Now we are travelling down an alley when he stops the car. At first, the alley is empty but very quickly it fills with about 30 people looking to see what is happening. The jinx has struck again, we have a flat tyre. That’s just about every time I have set foot in a mode of transport, we have experienced a malfunction.
Finally at the airport. Case, rucksack, crutches and rubbled street – oh the fun!
The airport staff are amazing and insist I have a wheelchair even though they can clearly see how stubborn I am and push me into it with no further argument. I beep every time I go through a metal detector; it must be the metal clip on my binding. The staff help to steady me while I am checked and laugh again at my ‘I can manage’ attitude.
Bob’s leaving words still make me well up every time I think of them…..
My rucksack gets checked quite thoroughly and I think my bags of new medication have shown up on the x-ray. It seems not. It’s my apple (that I forgot was in there) to tide me over whilst waiting in the airport. The need to be there 3 hours before flight time turns out not to be  necessary and I plank myself down on the cold metal ‘airport’ chairs. The pungent smell of shit is unavoidable and I try to discreetly wipe some tiger balm on my nose to disguise it as best as possible. I am super tired, but restless, and I hobble upstairs for one final Prestige. Again, the staff are super sweet and ask about my injury. When they hear that it happened here in Haiti they are so apologetic and sincerely saddened. Like it’s their fault. “It’s not a problem,” I tell them, “these things happen.” I beam back to them hoping they can see my genuine love for this country and its people and I fight back tears every time I think about leaving.
It’s a funny little airport. A cute, young American boy asks people if he can borrow a pen and is turned away with shaking heads.
“Do you need a pen?” I ask.
“Yes please,” he nods rapidly, “I’ll bring it back.”
“No worries !” and he bounces off down the stairs.
Amazing Grace is played on the radio and I struggle to hold back the tears.
1 bar, 1 coffee joint and 1 dodgy looking fast food place sit umbrellad within this mini airport. I recollect us all singing ‘under Thuan’s Tarparella’ (to the tune of Rihanna obviously).
The radio now plays ‘we are the champions’ in French.
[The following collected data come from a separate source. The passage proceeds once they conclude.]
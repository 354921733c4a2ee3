//! HTTP handlers for all API routes.

pub mod batch;
pub mod graph;
pub mod papers;
pub mod search;
pub mod system;

use serde::Serialize;
use uuid::Uuid;

use crate::error::ApiError;

/// Reply for endpoints that start a background job.
#[derive(Debug, Serialize)]
pub struct JobAccepted {
    pub job_id: Uuid,
    pub status: &'static str,
    pub message: &'static str,
}

impl JobAccepted {
    pub fn queued(job_id: Uuid, message: &'static str) -> Self {
        Self { job_id, status: "queued", message }
    }
}

/// Reject a per-request confidence threshold outside `[0, 1]`.
pub fn check_threshold(threshold: Option<f64>) -> Result<Option<f64>, ApiError> {
    match threshold {
        Some(t) if !(0.0..=1.0).contains(&t) => {
            Err(ApiError::BadRequest(format!("confidence_threshold {t} is outside [0, 1]")))
        }
        other => Ok(other),
    }
}
//! Liveness endpoints.

use axum::Json;
use serde_json::{json, Value};

/// GET /
pub async fn root() -> Json<Value> {
    Json(json!({ "message": "Research Paper Navigator API" }))
}

/// GET /health
pub async fn health() -> Json<Value> {
    Json(json!({ "status": "ok" }))
}
//! Shared application state for the web server.

use async_trait::async_trait;
use papergraph_config::Config;
use papergraph_db::{ContentStore, MemoryStore};
use papergraph_ingestion::{build_converter, JobEvent, JobStore, Orchestrator};
use papergraph_llm::{select_backend, select_embedder, LlmBackend, LlmError, LlmRequest, LlmResponse};
use std::sync::Arc;
use tokio::sync::broadcast;

/// Shared state injected into every Axum handler.
#[derive(Clone)]
pub struct AppState {
    pub config: Arc<Config>,
    pub orchestrator: Orchestrator,
}

pub type SharedState = Arc<AppState>;

impl AppState {
    pub fn new(config: Config, orchestrator: Orchestrator) -> Self {
        Self { config: Arc::new(config), orchestrator }
    }

    /// Wire the store, model backends and converter named by `config`.
    pub async fn from_config(config: Config) -> anyhow::Result<Self> {
        let embedder = select_embedder(&config.embedding, &config.keys);
        let store: Arc<dyn ContentStore> = match &config.server.store_path {
            Some(path) => Arc::new(MemoryStore::open(path, embedder).await?),
            None => Arc::new(MemoryStore::new().with_embedder(embedder)),
        };
        let backend = match select_backend(&config.llm, &config.keys) {
            Ok(backend) => backend,
            Err(e) => {
                tracing::warn!(error = %e, "No LLM backend available, extraction jobs will fail");
                Arc::new(OfflineBackend(e.to_string()))
            }
        };
        let converter = build_converter(&config.ingestion, &config.keys);
        let orchestrator = Orchestrator::new(&config, JobStore::new(), backend, store, converter);
        Ok(Self::new(config, orchestrator))
    }

    pub fn jobs(&self) -> &JobStore {
        self.orchestrator.jobs()
    }

    pub fn store(&self) -> &Arc<dyn ContentStore> {
        self.orchestrator.store()
    }

    pub fn subscribe(&self) -> broadcast::Receiver<JobEvent> {
        self.jobs().subscribe()
    }
}

/// Stand-in used when no API key is configured, so the server still starts.
struct OfflineBackend(String);

#[async_trait]
impl LlmBackend for OfflineBackend {
    async fn complete(&self, _req: LlmRequest) -> Result<LlmResponse, LlmError> {
        Err(LlmError::Unavailable(self.0.clone()))
    }

    fn model_id(&self) -> &str { "offline" }
}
12.34 pm now and I will hobble back downstairs at 1pm. My phone is out of juice so I can’t warn Iain about my situation. I don’t want him to get a fright when he picks me up at the other end, but there’s not much I can do about it. 
 
 
On the plane they give me a row to myself so that I can put my leg up. I am a complete wreck and can’t stop crying. A lovely couple from Conneticut  come over to ask if I am ok and end up just hugging me to try and stop me crying. They too have been in Haiti, for a funeral, and are returning home. I am thankful for the comfort they give me, but still can’t stop crying.